Sub-Second Hype, $9M Unlock, and a Chain Swap: Three Altcoins Walking Into April's Catalyst Storm
The second week of April is serving up a rare triple threat of protocol-level catalysts. Between April 7 and 12, we're looking at a consensus upgrade, a full blockchain migration, and a token unlock — all landing at once. Buckle up, degens. Here's what BeInCrypto analysts are watching.
Toncoin ($TON)
$TON is sitting at $1.254, trapped inside a descending channel that's held price action since early February. The sub-second finality upgrade reaches full activation on April 7 when validators vote to enable fast consensus across both basechain and masterchain. This cuts confirmation times to under one second, directly improving usability for Telegram mini-apps, payments, and high-frequency on-chain activity. Nothing says "mass adoption" like confirming transactions faster than you can say "wen moon."
The daily chart tells a different story, though. Between February 7 and April 5, price made a lower high while RSI made a higher high — that's a hidden bearish divergence, a pattern that typically signals continuation of the existing downtrend. $TON is down over 20% year-to-date. Ouch. The fundamentals might save it, but the charts are currently screaming "danger."
The fundamental trigger could blunt the divergence if it generates enough buying pressure. A reclaim of $1.265 would be the first step toward invalidating the bearish setup. Above that, $1.391 and $1.517 become the next targets. But if the upgrade fails to spark demand and price breaks below $1.209, the lower trendline of the descending channel faces a direct test. Break it, and we're off to the races — in the wrong direction.
Aptos ($APT)
$APT trades at $0.85 on the 12-hour chart, down 48% year-to-date and 10% over the past seven days. This altcoin faces an 11.31 million $APT unlock on April 12, worth approximately $9.65 million, adding 0.68% to the released supply across four allocation categories. Nothing like a $9.65 million supply dump to brighten your Tuesday.
The 12-hour chart shows a bearish flag and pole pattern forming since late March. The pole represents the sharp decline from the March 24 high, and the current consolidation resembles the flag. Chaikin Money Flow sits at -0.22, deep below the zero line. That negative reading confirms that big money has been exiting rather than accumulating during the consolidation. The smart money is running, and they're not even bothering to look back.

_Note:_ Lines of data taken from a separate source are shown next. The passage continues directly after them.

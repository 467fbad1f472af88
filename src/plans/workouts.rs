//! Workout Plan Generation
//!
//! Deterministic weekly workout tables keyed by activity level, with
//! weekday overrides for the "lose weight" and "gain muscle" goals.

use serde::{Deserialize, Serialize};

/// A week of workout assignments
#[derive(Debug, Clone, Serialize, Deserialize)]
pub struct WeeklyPlan {
    pub monday: String,
    pub tuesday: String,
    pub wednesday: String,
    pub thursday: String,
    pub friday: String,
    pub saturday: String,
    pub sunday: String,
}

impl WeeklyPlan {
    fn from_table(table: [&str; 7]) -> Self {
        Self {
            monday: table[0].to_string(),
            tuesday: table[1].to_string(),
            wednesday: table[2].to_string(),
            thursday: table[3].to_string(),
            friday: table[4].to_string(),
            saturday: table[5].to_string(),
            sunday: table[6].to_string(),
        }
    }
}

const SEDENTARY_WEEK: [&str; 7] = [
    "30-minute brisk walk + 10-minute stretching",
    "Rest day",
    "30-minute yoga session",
    "Rest day",
    "30-minute light cardio",
    "Rest day",
    "30-minute stretching and mobility exercises",
];

const MODERATE_WEEK: [&str; 7] = [
    "45-minute strength training (upper body)",
    "30-minute cardio (running/cycling)",
    "45-minute strength training (lower body)",
    "30-minute HIIT workout",
    "45-minute strength training (full body)",
    "Rest day",
    "45-minute yoga or stretching",
];

const ACTIVE_WEEK: [&str; 7] = [
    "60-minute strength training (push day)",
    "45-minute cardio + core workout",
    "60-minute strength training (pull day)",
    "45-minute HIIT + plyometrics",
    "60-minute strength training (legs)",
    "45-minute cardio + core workout",
    "60-minute active recovery (yoga/stretching)",
];

/// Build the weekly plan for an activity level and goal
///
/// Unknown activity levels use the moderate table. "lose weight"
/// swaps Tuesday and Thursday for extra cardio; "gain muscle" swaps
/// Monday, Wednesday and Friday for extra strength work.
pub fn generate_weekly_plan(activity_level: &str, goal: &str) -> WeeklyPlan {
    let table = match activity_level.to_lowercase().as_str() {
        "sedentary" => SEDENTARY_WEEK,
        "active" => ACTIVE_WEEK,
        _ => MODERATE_WEEK,
    };

    let mut plan = WeeklyPlan::from_table(table);

    match goal.to_lowercase().as_str() {
        "lose weight" => {
            plan.tuesday = "45-minute cardio (running/cycling) + 15-minute HIIT".to_string();
            plan.thursday = "45-minute HIIT workout + 15-minute cardio".to_string();
        }
        "gain muscle" => {
            plan.monday = "60-minute strength training (upper body) + 15-minute core".to_string();
            plan.wednesday =
                "60-minute strength training (lower body) + 15-minute core".to_string();
            plan.friday = "60-minute strength training (full body)".to_string();
        }
        _ => {}
    }

    plan
}

#[cfg(test)]
mod tests {
    use super::*;

    #[test]
    fn test_base_tables_by_activity() {
        let sedentary = generate_weekly_plan("sedentary", "maintain");
        assert_eq!(sedentary.monday, "30-minute brisk walk + 10-minute stretching");
        assert_eq!(sedentary.tuesday, "Rest day");

        let moderate = generate_weekly_plan("moderate", "maintain");
        assert_eq!(moderate.monday, "45-minute strength training (upper body)");
        assert_eq!(moderate.saturday, "Rest day");

        let active = generate_weekly_plan("active", "maintain");
        assert_eq!(active.sunday, "60-minute active recovery (yoga/stretching)");
    }

    #[test]
    fn test_unknown_activity_uses_moderate() {
        let plan = generate_weekly_plan("athlete", "maintain");
        assert_eq!(plan.monday, "45-minute strength training (upper body)");
    }

    #[test]
    fn test_lose_weight_adds_cardio_days() {
        let plan = generate_weekly_plan("moderate", "lose weight");
        assert_eq!(
            plan.tuesday,
            "45-minute cardio (running/cycling) + 15-minute HIIT"
        );
        assert_eq!(plan.thursday, "45-minute HIIT workout + 15-minute cardio");
        // Other days keep the base table
        assert_eq!(plan.monday, "45-minute strength training (upper body)");
    }

    #[test]
    fn test_gain_muscle_adds_strength_days() {
        let plan = generate_weekly_plan("sedentary", "gain muscle");
        assert_eq!(
            plan.monday,
            "60-minute strength training (upper body) + 15-minute core"
        );
        assert_eq!(
            plan.wednesday,
            "60-minute strength training (lower body) + 15-minute core"
        );
        assert_eq!(plan.friday, "60-minute strength training (full body)");
        // Untouched days keep the sedentary table
        assert_eq!(plan.tuesday, "Rest day");
    }

    #[test]
    fn test_goal_matching_is_case_insensitive() {
        let plan = generate_weekly_plan("moderate", "Lose Weight");
        assert_eq!(plan.thursday, "45-minute HIIT workout + 15-minute cardio");
    }
}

As long as CMF remains negative, every bounce within the flag risks being a continuation setup rather than a reversal. The April 12 unlock adds supply into an environment where large capital flow is already withdrawing, creating a double headwind. It's like trying to swim upstream while someone dumps a bucket of water on your head.

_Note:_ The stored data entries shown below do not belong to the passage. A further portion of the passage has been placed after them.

//! Coach Engine
//!
//! Answers chat messages with context-aware coaching advice. A chat
//! model is used when one is configured; any model failure falls back
//! to deterministic rule-based responses so the chat keeps working.

pub mod client;
pub mod fallback;

pub use client::{ChatModel, CoachError, OpenAiChatModel};

use crate::config::CoachConfig;
use serde::{Deserialize, Serialize};
use std::sync::Arc;

/// Context snapshot sent with every chat message
///
/// Every field is optional so a bare `{}` context still parses; absent
/// fields render as "Not specified" in the model prompt.
#[derive(Debug, Clone, Default, Deserialize, Serialize)]
pub struct UserContext {
    #[serde(default)]
    pub diet_preference: Option<String>,
    #[serde(default)]
    pub activity_level: Option<String>,
    #[serde(default)]
    pub goal: Option<String>,
    #[serde(default)]
    pub target_calories: Option<f64>,
    #[serde(default)]
    pub bmr: Option<f64>,
    #[serde(default)]
    pub tdee: Option<f64>,
    #[serde(default)]
    pub macros: Option<ContextMacros>,
}

/// Macro portion of the user context
#[derive(Debug, Clone, Default, Deserialize, Serialize)]
pub struct ContextMacros {
    #[serde(default)]
    pub protein: f64,
    #[serde(default)]
    pub carbs: f64,
    #[serde(default)]
    pub fat: f64,
}

/// Coaching reply generator
pub struct CoachEngine {
    model: Option<Arc<dyn ChatModel>>,
}

impl CoachEngine {
    /// Create an engine with an explicit model (or none)
    pub fn new(model: Option<Arc<dyn ChatModel>>) -> Self {
        Self { model }
    }

    /// Build an engine from configuration
    ///
    /// Without an API key no model client is constructed and the
    /// fallback serves every message.
    pub fn from_config(config: &CoachConfig) -> Self {
        let model = config.api_key.as_ref().map(|key| {
            Arc::new(OpenAiChatModel::new(config.clone(), key.clone())) as Arc<dyn ChatModel>
        });

        Self { model }
    }

    /// Whether a chat model is configured
    pub fn has_model(&self) -> bool {
        self.model.is_some()
    }

    /// Produce a reply to a user message
    ///
    /// This never fails: model errors are logged and answered by the
    /// rule-based fallback instead.
    pub async fn reply(&self, message: &str, context: &UserContext) -> String {
        let model = match &self.model {
            Some(model) => model,
            None => return fallback::fallback_response(message, context),
        };

        let prompt = system_prompt(context);
        match model.complete(&prompt, message).await {
            Ok(text) => text,
            Err(e) => {
                tracing::warn!(error = %e, "Chat model failed, using fallback response");
                fallback::fallback_response(message, context)
            }
        }
    }
}

/// Build the system prompt from the user's context
pub fn system_prompt(context: &UserContext) -> String {
    format!(
        "You are an AI Diet and Fitness Coach assistant. The user has the following context:\n\
         - Diet Preference: {}\n\
         - Activity Level: {}\n\
         - Fitness Goal: {}\n\
         - Daily Calorie Target: {}\n\
         \n\
         Provide helpful, accurate, and personalized advice about diet and fitness based on this context.\n\
         If the user asks about specific exercises or meals, make sure your suggestions align with their preferences and goals.\n\
         Always maintain a professional and encouraging tone.",
        text_or_unspecified(&context.diet_preference),
        text_or_unspecified(&context.activity_level),
        text_or_unspecified(&context.goal),
        number_or_unspecified(context.target_calories),
    )
}

fn text_or_unspecified(value: &Option<String>) -> String {
    match value {
        Some(v) if !v.is_empty() => v.clone(),
        _ => "Not specified".to_string(),
    }
}

fn number_or_unspecified(value: Option<f64>) -> String {
    match value {
        Some(v) => format!("{}", v),
        None => "Not specified".to_string(),
    }
}

#[cfg(test)]
mod tests {
    use super::*;
    use crate::coach::client::mock::ScriptedChatModel;

    fn full_context() -> UserContext {
        UserContext {
            diet_preference: Some("vegetarian".to_string()),
            activity_level: Some("moderate".to_string()),
            goal: Some("lose weight".to_string()),
            target_calories: Some(2056.0),
            bmr: Some(1649.0),
            tdee: Some(2556.0),
            macros: Some(ContextMacros {
                protein: 154.0,
                carbs: 231.0,
                fat: 57.0,
            }),
        }
    }

    #[test]
    fn test_system_prompt_includes_context() {
        let prompt = system_prompt(&full_context());
        assert!(prompt.contains("- Diet Preference: vegetarian"));
        assert!(prompt.contains("- Activity Level: moderate"));
        assert!(prompt.contains("- Fitness Goal: lose weight"));
        assert!(prompt.contains("- Daily Calorie Target: 2056"));
    }

    #[test]
    fn test_system_prompt_defaults() {
        let prompt = system_prompt(&UserContext::default());
        assert!(prompt.contains("- Diet Preference: Not specified"));
        assert!(prompt.contains("- Daily Calorie Target: Not specified"));
    }

    #[test]
    fn test_empty_context_parses() {
        let context: UserContext = serde_json::from_str("{}").unwrap();
        assert!(context.diet_preference.is_none());
        assert!(context.target_calories.is_none());
    }

    #[tokio::test]
    async fn test_reply_without_model_uses_fallback() {
        let engine = CoachEngine::new(None);
        let reply = engine.reply("hello there", &UserContext::default()).await;
        assert!(reply.contains("I can help you with specific questions"));
    }

    #[tokio::test]
    async fn test_reply_passes_model_text_through() {
        let model = ScriptedChatModel::replying("Eat more lentils.");
        let engine = CoachEngine::new(Some(Arc::new(model)));

        let reply = engine.reply("what should I eat?", &full_context()).await;
        assert_eq!(reply, "Eat more lentils.");
    }

    #[tokio::test]
    async fn test_reply_falls_back_on_model_error() {
        let model = ScriptedChatModel::failing();
        let engine = CoachEngine::new(Some(Arc::new(model)));

        let reply = engine.reply("what should I eat?", &full_context()).await;
        assert!(reply.contains("vegetarian diet"));
    }

    #[test]
    fn test_engine_from_config_without_key_has_no_model() {
        let engine = CoachEngine::from_config(&CoachConfig::default());
        assert!(!engine.has_model());
    }
}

A break below the $0.84-$0.82 zone would confirm a flag breakdown and could activate a 26% measured move to the downside. The first step toward invalidation would be a 12-hour close above $0.93, followed by $0.97 and $1.01 to fully dismantle the pattern. However, that would require CMF to reclaim the zero line first. Good luck with that.
Sei ($SEI)
$SEI trades at $0.054, down 51% year-to-date but flat over the past seven days, making it one of the few altcoins to watch for a potential trend reversal this week. At this point, flat is basically a victory.
The EVM-only migration window closes between April 6 and 8, completing Sei's full transition away from Cosmos IBC to native EVM compatibility. Coinbase and Kraken have both announced support, with deposits and withdrawals paused during the migration. Post-migration, all activity shifts to full EVM architecture, simplifying developer onboarding from the Ethereum ecosystem and setting the stage for the broader "Giga" upgrade targeting 200,000 transactions per second. Finally, a chain that's choosing violence — 200k TPS might actually get people to stop tweeting about TPS.

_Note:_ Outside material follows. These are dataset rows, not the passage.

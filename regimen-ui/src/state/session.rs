//! Session State
//!
//! Reactive state for one planning session using Leptos signals. The
//! user context lives here, owned by the orchestrator page, and is
//! passed into the chat send operation by parameter.

use leptos::*;

/// Greeting seeded into a fresh chat transcript
pub const CHAT_GREETING: &str =
    "Hello! I'm your AI Diet and Fitness Coach. How can I help you with your personalized plan?";

/// Assistant message injected when a chat round-trip fails
pub const CHAT_APOLOGY: &str =
    "I apologize, but I encountered an error. Could you please try rephrasing your question?";

/// Generic error shown when the plan pipeline fails
pub const PIPELINE_ERROR: &str =
    "An error occurred while processing your request. Please try again.";

/// Session state provided to all components
#[derive(Clone)]
pub struct SessionState {
    /// Nutrition targets from the last successful calculation
    pub nutrition: RwSignal<Option<NutritionResult>>,
    /// Generated meal plan
    pub meal_plan: RwSignal<Option<MealPlan>>,
    /// Generated workout plan
    pub workout_plan: RwSignal<Option<WorkoutPlan>>,
    /// Context snapshot sent with every chat message
    pub user_context: RwSignal<UserContext>,
    /// Ordered chat transcript, newest last
    pub transcript: RwSignal<Vec<ChatMessage>>,
    /// Results and chat sections stay hidden until this is set
    pub plans_ready: RwSignal<bool>,
    /// A form submission pipeline is in flight
    pub submitting: RwSignal<bool>,
    /// Error message to display
    pub error: RwSignal<Option<String>>,
    /// Success message (for toasts)
    pub success: RwSignal<Option<String>>,
}

/// Profile form fields, captured verbatim as strings
#[derive(Clone, Debug, Default, serde::Serialize)]
pub struct ProfileForm {
    pub name: String,
    pub age: String,
    pub gender: String,
    pub weight: String,
    pub height: String,
    pub activity_level: String,
    pub goal: String,
    pub diet_preference: String,
}

/// Nutrition targets as returned by the API (whole numbers)
#[derive(Clone, Debug, PartialEq, serde::Deserialize)]
pub struct NutritionResult {
    pub bmr: i64,
    pub tdee: i64,
    pub target_calories: i64,
    pub macros: Macros,
}

/// Macronutrient grams
#[derive(Clone, Debug, Default, PartialEq, serde::Deserialize, serde::Serialize)]
pub struct Macros {
    pub protein: i64,
    pub carbs: i64,
    pub fat: i64,
}

/// Daily meal plan from the API
#[derive(Clone, Debug, PartialEq, serde::Deserialize)]
pub struct MealPlan {
    pub daily_plan: DailyPlan,
    pub calories: i64,
    pub diet_preference: String,
}

/// One meal per category
#[derive(Clone, Debug, PartialEq, serde::Deserialize)]
pub struct DailyPlan {
    pub breakfast: String,
    pub lunch: String,
    pub dinner: String,
    pub snacks: String,
}

/// Weekly workout plan from the API
#[derive(Clone, Debug, PartialEq, serde::Deserialize)]
pub struct WorkoutPlan {
    pub weekly_plan: WeeklyPlan,
    pub activity_level: String,
    pub goal: String,
}

/// One entry per weekday
#[derive(Clone, Debug, PartialEq, serde::Deserialize)]
pub struct WeeklyPlan {
    pub monday: String,
    pub tuesday: String,
    pub wednesday: String,
    pub thursday: String,
    pub friday: String,
    pub saturday: String,
    pub sunday: String,
}

/// Context blob sent with every chat request
///
/// Rebuilt wholesale from the form and the calculation result after
/// each successful submission.
#[derive(Clone, Debug, Default, serde::Serialize)]
pub struct UserContext {
    pub diet_preference: String,
    pub activity_level: String,
    pub goal: String,
    pub target_calories: i64,
    pub bmr: i64,
    pub tdee: i64,
    pub macros: Macros,
}

impl UserContext {
    /// Build the context from the submitted form and its nutrition result
    pub fn from_results(form: &ProfileForm, nutrition: &NutritionResult) -> Self {
        Self {
            diet_preference: form.diet_preference.clone(),
            activity_level: form.activity_level.clone(),
            goal: form.goal.clone(),
            target_calories: nutrition.target_calories,
            bmr: nutrition.bmr,
            tdee: nutrition.tdee,
            macros: nutrition.macros.clone(),
        }
    }
}

/// One transcript entry
#[derive(Clone, Debug, PartialEq)]
pub struct ChatMessage {
    pub role: ChatRole,
    pub content: String,
}

/// Who said it
#[derive(Clone, Copy, Debug, PartialEq)]
pub enum ChatRole {
    User,
    Assistant,
}

impl ChatMessage {
    pub fn user(content: impl Into<String>) -> Self {
        Self {
            role: ChatRole::User,
            content: content.into(),
        }
    }

    pub fn assistant(content: impl Into<String>) -> Self {
        Self {
            role: ChatRole::Assistant,
            content: content.into(),
        }
    }
}

/// A fresh transcript: exactly one assistant greeting
pub fn seed_transcript() -> Vec<ChatMessage> {
    vec![ChatMessage::assistant(CHAT_GREETING)]
}

/// Provide session state to the component tree
pub fn provide_session_state() {
    let state = SessionState {
        nutrition: create_rw_signal(None),
        meal_plan: create_rw_signal(None),
        workout_plan: create_rw_signal(None),
        user_context: create_rw_signal(UserContext::default()),
        transcript: create_rw_signal(Vec::new()),
        plans_ready: create_rw_signal(false),
        submitting: create_rw_signal(false),
        error: create_rw_signal(None),
        success: create_rw_signal(None),
    };

    provide_context(state);
}

impl SessionState {
    /// Clear the transcript and reseed the greeting
    pub fn reset_chat(&self) {
        self.transcript.set(seed_transcript());
    }

    /// Append a message to the transcript
    pub fn push_message(&self, message: ChatMessage) {
        self.transcript.update(|t| t.push(message));
    }

    /// Show a success message (auto-clears after timeout)
    pub fn show_success(&self, message: &str) {
        self.success.set(Some(message.to_string()));

        let success_signal = self.success;
        gloo_timers::callback::Timeout::new(3000, move || {
            success_signal.set(None);
        })
        .forget();
    }

    /// Show an error message (auto-clears after timeout)
    pub fn show_error(&self, message: &str) {
        self.error.set(Some(message.to_string()));

        let error_signal = self.error;
        gloo_timers::callback::Timeout::new(5000, move || {
            error_signal.set(None);
        })
        .forget();
    }
}

#[cfg(test)]
mod tests {
    use super::*;

    fn nutrition() -> NutritionResult {
        NutritionResult {
            bmr: 1649,
            tdee: 2556,
            target_calories: 2056,
            macros: Macros {
                protein: 154,
                carbs: 231,
                fat: 57,
            },
        }
    }

    #[test]
    fn test_seed_transcript_is_one_greeting() {
        let transcript = seed_transcript();
        assert_eq!(transcript.len(), 1);
        assert_eq!(transcript[0].role, ChatRole::Assistant);
        assert_eq!(transcript[0].content, CHAT_GREETING);
    }

    #[test]
    fn test_transcript_order_after_round_trip() {
        let mut transcript = seed_transcript();
        transcript.push(ChatMessage::user("what should I eat?"));
        transcript.push(ChatMessage::assistant("Lentils."));

        let roles: Vec<ChatRole> = transcript.iter().map(|m| m.role).collect();
        assert_eq!(
            roles,
            vec![ChatRole::Assistant, ChatRole::User, ChatRole::Assistant]
        );
    }

    #[test]
    fn test_context_built_from_form_and_result() {
        let form = ProfileForm {
            goal: "lose weight".to_string(),
            diet_preference: "vegetarian".to_string(),
            activity_level: "moderate".to_string(),
            ..Default::default()
        };

        let context = UserContext::from_results(&form, &nutrition());
        assert_eq!(context.goal, "lose weight");
        assert_eq!(context.diet_preference, "vegetarian");
        assert_eq!(context.target_calories, 2056);
        assert_eq!(context.macros.protein, 154);
    }

    #[test]
    fn test_context_serializes_with_exact_fields() {
        let form = ProfileForm {
            goal: "lose weight".to_string(),
            ..Default::default()
        };
        let json = serde_json::to_value(UserContext::from_results(&form, &nutrition())).unwrap();

        assert_eq!(json["goal"], "lose weight");
        assert_eq!(json["target_calories"], 2056);
        assert_eq!(json["bmr"], 1649);
        assert_eq!(json["macros"]["fat"], 57);
    }
}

The daily chart reveals a significant signal. Between February 11 and April 5, price made a lower low while RSI made a higher low. That standard bullish divergence suggests weakening selling momentum after months of persistent decline. When a bullish divergence aligns with a structural catalyst like the EVM migration, the probability of a trend reversal increases. The charts are actually saying "maybe don't sell anymore" — revolutionary stuff.
However, the token still needs a 40% move to reach meaningful resistance at $0.075, which limits the immediate upside case. A close above $0.058 would confirm the divergence is producing a bounce. Above that, $0.070 and $0.075 become the targets that would shift the structure from bearish to neutral or even bullish. A break below $0.051 would invalidate the bullish divergence for now and open the path toward $0.048 and lower, confirming that the migration was priced in rather than a genuine demand catalyst. So basically, we're either green or we're rekt. Standard crypto binary.